Top of Material for the task

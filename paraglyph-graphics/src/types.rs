//! Core types shared across the `paraglyph` system.
//!
//! These types define the outline data model handed to the font assembler:
//! segments, contours, outlines, winding, and the categorical contrast axis
//! consumed by the geometry kernel.
//!
//! Coordinates are in font design units with Y pointing **up**, matching
//! font conventions.

use kurbo::Point;

// ---------------------------------------------------------------------------
// Scalar
// ---------------------------------------------------------------------------

/// Convenience alias. Font design units are nominally integral, but all
/// intermediate geometry is computed in `f64` for compatibility with `kurbo`.
pub type Scalar = f64;

/// Tolerance for floating-point comparisons.
pub const EPSILON: Scalar = 1e-9;

// ---------------------------------------------------------------------------
// Contrast
// ---------------------------------------------------------------------------

/// Categorical stroke-contrast level.
///
/// Two factor tables are keyed by this axis and they intentionally hold
/// different values: the general contrast-by-angle table in
/// [`crate::math::apply_contrast`], and the horizontal-stroke derivation used
/// by the letter templates (owned by the style resolver). They are kept as
/// distinct, separately-scoped tables.
#[derive(Debug, Clone, Copy, PartialEq, Eq, Default)]
#[cfg_attr(
    feature = "serde",
    derive(serde::Deserialize, serde::Serialize),
    serde(rename_all = "lowercase")
)]
pub enum Contrast {
    None,
    Low,
    #[default]
    Medium,
    High,
    /// An option value the loader did not recognize. Every factor table maps
    /// this to its documented default, so it never surfaces as an error.
    #[cfg_attr(feature = "serde", serde(other))]
    Unrecognized,
}

// ---------------------------------------------------------------------------
// Winding
// ---------------------------------------------------------------------------

/// Signed orientation of a contour.
///
/// Under a nonzero winding fill rule, a contour whose winding opposes its
/// enclosing contour's winding cuts a hole. The assembler treats this as
/// authoritative; it must not re-derive orientation from point heuristics.
#[derive(Debug, Clone, Copy, PartialEq, Eq)]
pub enum Winding {
    /// Negative signed area (Y-up).
    Clockwise,
    /// Positive signed area (Y-up).
    CounterClockwise,
}

impl Winding {
    /// The opposite orientation.
    #[must_use]
    pub const fn reversed(self) -> Self {
        match self {
            Self::Clockwise => Self::CounterClockwise,
            Self::CounterClockwise => Self::Clockwise,
        }
    }
}

// ---------------------------------------------------------------------------
// Segment
// ---------------------------------------------------------------------------

/// One drawing command of a contour. The start point is implicit: it is the
/// previous segment's endpoint (or the contour's start point).
#[derive(Debug, Clone, Copy, PartialEq)]
pub enum Segment {
    /// Straight line to the point.
    LineTo(Point),
    /// Quadratic Bezier: control point, endpoint (TrueType-style).
    QuadTo(Point, Point),
    /// Cubic Bezier: two control points, endpoint (CFF-style).
    ///
    /// Cubics are exposed losslessly; degree reduction, if the target format
    /// needs it, is the assembler's job.
    CubicTo(Point, Point, Point),
}

impl Segment {
    /// The on-curve endpoint of this segment.
    #[must_use]
    pub const fn end(&self) -> Point {
        match *self {
            Self::LineTo(p) | Self::QuadTo(_, p) | Self::CubicTo(_, _, p) => p,
        }
    }
}

// ---------------------------------------------------------------------------
// Contour
// ---------------------------------------------------------------------------

/// One closed path of an outline.
///
/// A contour starts at `start` and follows `segments` in order. Closing is
/// explicit: the pen appends the closing line when needed, so the last
/// on-curve point always equals `start`.
#[derive(Debug, Clone, PartialEq)]
pub struct Contour {
    pub start: Point,
    pub segments: Vec<Segment>,
}

impl Contour {
    /// Create a contour from a start point and segments.
    #[must_use]
    pub const fn new(start: Point, segments: Vec<Segment>) -> Self {
        Self { start, segments }
    }

    /// The last on-curve point (the start point for an empty contour).
    #[must_use]
    pub fn last_point(&self) -> Point {
        self.segments.last().map_or(self.start, Segment::end)
    }

    /// Whether the contour ends where it began.
    #[must_use]
    pub fn is_closed(&self) -> bool {
        let last = self.last_point();
        (last.x - self.start.x).abs() < EPSILON && (last.y - self.start.y).abs() < EPSILON
    }

    /// Signed area via the shoelace formula over on-curve points.
    ///
    /// Positive = counter-clockwise, negative = clockwise (Y-up). Control
    /// points do not affect orientation for the non-self-intersecting
    /// contours this engine produces, so they are skipped.
    #[must_use]
    pub fn signed_area(&self) -> Scalar {
        let mut area = 0.0;
        let mut current = self.start;
        for seg in &self.segments {
            let p = seg.end();
            area += current.x.mul_add(p.y, -(p.x * current.y));
            current = p;
        }
        // Close back to the start if the last segment did not.
        area += current.x.mul_add(self.start.y, -(self.start.x * current.y));
        area / 2.0
    }

    /// Winding direction derived from the signed area.
    ///
    /// A degenerate contour (zero area) reports clockwise; callers that care
    /// should check [`Contour::signed_area`] directly.
    #[must_use]
    pub fn winding(&self) -> Winding {
        if self.signed_area() > 0.0 {
            Winding::CounterClockwise
        } else {
            Winding::Clockwise
        }
    }

    /// Iterate over the on-curve points, starting with `start`.
    pub fn on_curve_points(&self) -> impl Iterator<Item = Point> + '_ {
        std::iter::once(self.start).chain(self.segments.iter().map(Segment::end))
    }
}

// ---------------------------------------------------------------------------
// Outline
// ---------------------------------------------------------------------------

/// The full vector shape of one character: an ordered set of contours.
#[derive(Debug, Clone, PartialEq, Default)]
pub struct Outline {
    pub contours: Vec<Contour>,
}

impl Outline {
    #[must_use]
    pub const fn new() -> Self {
        Self {
            contours: Vec::new(),
        }
    }

    #[must_use]
    pub fn is_empty(&self) -> bool {
        self.contours.is_empty()
    }

    /// Whether every coordinate of every contour is finite.
    ///
    /// A template fed degenerate parameters can produce non-finite points;
    /// the builder uses this check to fall back per character instead of
    /// shipping a corrupt outline.
    #[must_use]
    pub fn is_finite(&self) -> bool {
        self.contours.iter().all(|c| {
            c.start.is_finite()
                && c.segments.iter().all(|s| match *s {
                    Segment::LineTo(p) => p.is_finite(),
                    Segment::QuadTo(c1, p) => c1.is_finite() && p.is_finite(),
                    Segment::CubicTo(c1, c2, p) => {
                        c1.is_finite() && c2.is_finite() && p.is_finite()
                    }
                })
        })
    }
}

// ---------------------------------------------------------------------------
// Tests
// ---------------------------------------------------------------------------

Bottom of Material for the task

● Exercise objective:
Tell how many lines of the data above contain the word "Whether", giving the number by itself.

● Answer below:
2